Health Examination
I recently had my annual health check at work for students and staff. I wrote about the same event last year, mockingly deriding the badly translated English-language health questionnaire we were given (the one that asked women about pregnancy, giving them only “Possibly Yes,” and “Certainly Yes” as options). Just like last year it was mostly just for show, and a farce. I passed both urine and blood tests knowing that I should not have passed them with a clean bill of health. Of course, the manner in which the medical history questionnaire is filled out probably affects what doctors will look for, so filling it out falsely might have distracted their attention - which was my intention.
The team of doctors who visited the school are not my doctors. I have a doctor in Tokyo, and none of those guys is it. Even with my own doctor I feel no obligation whatsoever to accurately and honestly say everything, so it is even less so with people who are not my doctors. There is such a thing as privacy, after all, sufficient lack of which minimizes our humanity rather than enhances it.
I telephoned the English-language Foreign Residents’ Advisory Council in Tokyo and read the health questionnaire questions to them over the phone. I was happy to hear their estimation that the form was illegal - an illegal violation of Japan’s strict new privacy law, which came into effect a couple years ago. It bolstered my determination not to fill it out honestly.
The examination included hearing and eyesight. The ophthalmologist - a woman - had us - all the teachers with eyeglasses - look at the eye chart with our glasses on. I know that my left eye is weaker than my right eye, even with my glasses. Maybe I need new lenses. Anyway, the doctor said that my right eyesight was perfect, but that my left eye was “bad” and I should “be careful” and have it taken care of. I thought, isn’t that what you are supposed to do now? You’re the doctor, so write me a prescription for new corrective lenses. But that’s not how they do it in Japan.

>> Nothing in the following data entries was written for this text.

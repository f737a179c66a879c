//! Scene graph registry: link name -> scene node.
//!
//! The registry is the single source of truth for which nodes exist.
//! Nodes are addressed by link name only; names that outlive a model
//! swap are tolerated as warning no-ops.

mod node;

pub use node::*;

use std::collections::HashMap;

use kinviz_core::{Link, LinkTransforms};
use uuid::Uuid;

use crate::geometry::{BoundingBox, GeometryBuilder};

/// Owns one [`SceneNode`] per loaded link
#[derive(Debug)]
pub struct SceneRegistry {
    nodes: HashMap<String, SceneNode>,
    /// Link names in model order
    order: Vec<String>,
    /// Changes on every load
    generation: Uuid,
    dirty: bool,
}

impl Default for SceneRegistry {
    fn default() -> Self {
        Self::new()
    }
}

impl SceneRegistry {
    pub fn new() -> Self {
        Self {
            nodes: HashMap::new(),
            order: Vec::new(),
            generation: Uuid::nil(),
            dirty: false,
        }
    }

    /// Build nodes for `links` without touching any registry
    pub fn build_nodes(
        links: &[Link],
        builder: &GeometryBuilder<'_>,
        default_color: [f32; 4],
    ) -> Vec<SceneNode> {
        links
            .iter()
            .map(|link| SceneNode::build(link, builder, default_color))
            .collect()
    }

    /// Replace the whole node set with nodes built from `links`
    pub fn load(&mut self, links: &[Link], builder: &GeometryBuilder<'_>, default_color: [f32; 4]) {
        let nodes = Self::build_nodes(links, builder, default_color);
        self.replace(nodes);
    }

    /// Release all current nodes, then install `nodes`
    pub fn replace(&mut self, nodes: Vec<SceneNode>) {
        self.clear();
        for node in nodes {
            self.order.push(node.link.clone());
            self.nodes.insert(node.link.clone(), node);
        }
        self.generation = Uuid::new_v4();
        tracing::debug!(nodes = self.nodes.len(), generation = %self.generation, "Registry loaded");
    }

    pub fn clear(&mut self) {
        self.nodes.clear();
        self.order.clear();
        self.dirty = true;
    }

    /// Identifier of the current load
    pub fn generation(&self) -> Uuid {
        self.generation
    }

    pub fn is_dirty(&self) -> bool {
        self.dirty
    }

    pub fn mark_clean(&mut self) {
        self.dirty = false;
    }

    pub fn len(&self) -> usize {
        self.nodes.len()
    }

    pub fn is_empty(&self) -> bool {
        self.nodes.is_empty()
    }

    pub fn contains(&self, link: &str) -> bool {
        self.nodes.contains_key(link)
    }

    pub fn get(&self, link: &str) -> Option<&SceneNode> {
        self.nodes.get(link)
    }

    /// Nodes in model order
    pub fn nodes(&self) -> impl Iterator<Item = &SceneNode> {
        self.order.iter().filter_map(|name| self.nodes.get(name))
    }

    /// Lookup for a mutation; unknown names are logged and skipped
    fn node_mut(&mut self, link: &str, operation: &str) -> Option<&mut SceneNode> {
        let node = self.nodes.get_mut(link);
        if node.is_none() {
            tracing::warn!(link = %link, operation, "Unknown link, ignoring");
        } else {
            self.dirty = true;
        }
        node
    }

    /// Returns false if the link is unknown
    pub fn set_visibility(&mut self, link: &str, visible: bool) -> bool {
        self.node_mut(link, "set_visibility")
            .map(|node| node.visible = visible)
            .is_some()
    }

    pub fn set_highlight(&mut self, link: &str, on: bool, color: [f32; 4]) -> bool {
        self.node_mut(link, "set_highlight")
            .map(|node| node.highlight = on.then_some(color))
            .is_some()
    }

    pub fn set_contact_highlight(&mut self, link: &str, color: Option<[f32; 4]>) -> bool {
        self.node_mut(link, "set_contact_highlight")
            .map(|node| node.contact_highlight = color)
            .is_some()
    }

    /// Drop every contact highlight; returns the affected link names
    pub fn clear_contact_highlights(&mut self) -> Vec<String> {
        let mut cleared = Vec::new();
        for node in self.nodes.values_mut() {
            if node.contact_highlight.take().is_some() {
                cleared.push(node.link.clone());
            }
        }
        if !cleared.is_empty() {
            self.dirty = true;
        }
        cleared
    }

    pub fn show_frame(&mut self, link: &str, visible: bool) -> bool {
        self.node_mut(link, "show_frame")
            .map(|node| node.frame_visible = visible)
            .is_some()
    }

    /// Push a batch of world transforms into the nodes.
    ///
    /// Links missing from `transforms` keep their previous transform.
    /// Returns the number of nodes updated.
    pub fn apply_transforms(&mut self, transforms: &LinkTransforms) -> usize {
        let mut updated = 0;
        for (link, transform) in transforms {
            if let Some(node) = self.nodes.get_mut(link) {
                node.transform = *transform;
                updated += 1;
            }
        }
        if updated > 0 {
            self.dirty = true;
        }
        updated
    }

    /// Current world transform of every node
    pub fn transforms(&self) -> LinkTransforms {
        self.nodes
            .iter()
            .map(|(name, node)| (name.clone(), node.transform))
            .collect()
    }

    /// World bounds of visible nodes
    pub fn robot_bounds(&self) -> Option<BoundingBox> {
        self.nodes
            .values()
            .filter(|n| n.visible)
            .filter_map(|n| n.world_bounds())
            .reduce(|a, b| a.union(&b))
    }
}

#[cfg(test)]
mod tests {
    use super::*;
    use glam::DVec3;
    use kinviz_core::{Geometry, MemoryResourceLocator, RigidTransform, VisualGeometry};

    const GRAY: [f32; 4] = [0.7, 0.7, 0.7, 1.0];
    const RED: [f32; 4] = [1.0, 0.0, 0.0, 1.0];

    fn boxed(name: &str) -> Link {
        Link::new(name).with_visual(VisualGeometry::new(Geometry::Box { size: [1.0; 3] }))
    }

    fn loaded(names: &[&str]) -> SceneRegistry {
        let locator = MemoryResourceLocator::new();
        let links: Vec<Link> = names.iter().map(|n| boxed(n)).collect();
        let mut registry = SceneRegistry::new();
        registry.load(&links, &GeometryBuilder::new(&locator), GRAY);
        registry
    }

    #[test]
    fn test_load_replaces_node_set() {
        let mut registry = loaded(&["a", "b"]);
        let first = registry.generation();
        let old_id = registry.get("a").unwrap().id;

        let locator = MemoryResourceLocator::new();
        registry.load(&[boxed("b"), boxed("c")], &GeometryBuilder::new(&locator), GRAY);
        assert_ne!(registry.generation(), first);
        assert!(!registry.contains("a"));
        assert_eq!(
            registry.nodes().map(|n| n.link.as_str()).collect::<Vec<_>>(),
            vec!["b", "c"]
        );
        assert_ne!(registry.get("b").unwrap().id, old_id);
    }

    #[test]
    fn test_unknown_links_are_noops() {
        let mut registry = loaded(&["a"]);
        registry.mark_clean();
        assert!(!registry.set_visibility("ghost", false));
        assert!(!registry.set_highlight("ghost", true, RED));
        assert!(!registry.show_frame("ghost", true));
        assert!(!registry.is_dirty());

        assert!(registry.set_visibility("a", false));
        assert!(!registry.get("a").unwrap().visible);
        assert!(registry.is_dirty());
    }

    #[test]
    fn test_highlight_toggle() {
        let mut registry = loaded(&["a"]);
        registry.set_highlight("a", true, RED);
        assert_eq!(registry.get("a").unwrap().effective_color(), RED);
        registry.set_highlight("a", false, RED);
        assert_eq!(registry.get("a").unwrap().effective_color(), GRAY);
    }

    #[test]
    fn test_apply_transforms_batch() {
        let mut registry = loaded(&["a", "b"]);
        let transforms: LinkTransforms = [
            ("a".to_string(), RigidTransform::from_translation(DVec3::X)),
            ("ghost".to_string(), RigidTransform::from_translation(DVec3::Y)),
        ]
        .into_iter()
        .collect();
        assert_eq!(registry.apply_transforms(&transforms), 1);
        assert_eq!(registry.get("a").unwrap().transform.translation, DVec3::X);
        assert_eq!(registry.get("b").unwrap().transform, RigidTransform::IDENTITY);
    }

    #[test]
    fn test_robot_bounds_skip_hidden() {
        let mut registry = loaded(&["a", "b"]);
        let transforms: LinkTransforms =
            [("b".to_string(), RigidTransform::from_translation(DVec3::X * 10.0))]
                .into_iter()
                .collect();
        registry.apply_transforms(&transforms);
        assert_eq!(registry.robot_bounds().unwrap().max.x, 10.5);
        registry.set_visibility("b", false);
        assert_eq!(registry.robot_bounds().unwrap().max.x, 0.5);
        assert!(SceneRegistry::new().robot_bounds().is_none());
    }
}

Then she repeated the exam three times as if doing it again would change the results. I noticed that she was looking down at a piece of paper, not watching me. So when she asked me to repeat the test with my left eye I just moved my right eye over the machine’s eyepiece and read the figures accurately with my good, right eye. So much for professional thoroughness.
The old guy who listened to my heart was entertaining.
“Hello! I am a doctor. Please lift your shirt. What is your country of origin?”
“Canada.”
“Ah!! World War I. President Wilson. President Harding, Coolidge, Hoover, Roosevelt. President Truman.”
I tried to pay attention, thinking that there might be some point to this list’s recitation.
“Everything is okay.”
His examination of my heart was less than perfunctory, leading me to conclude that his purpose was nothing more than to make sure I had a heartbeat. I wondered, “Is this how American military doctors screened draftees in the days of conscription in that country? Is this how Japanese Imperial Army doctors screened their wartime draftees? Wow! It’s amazing, and I don’t mean in a good way.”
Thinking of him staying up late the night before pouring over books in an effort to refresh his old schoolboy English and have something to say to us nurtured some feeling of duty in me - or, a kind of pity, really - to try to talk to him, or at least listen to him. I was glad to get out of there.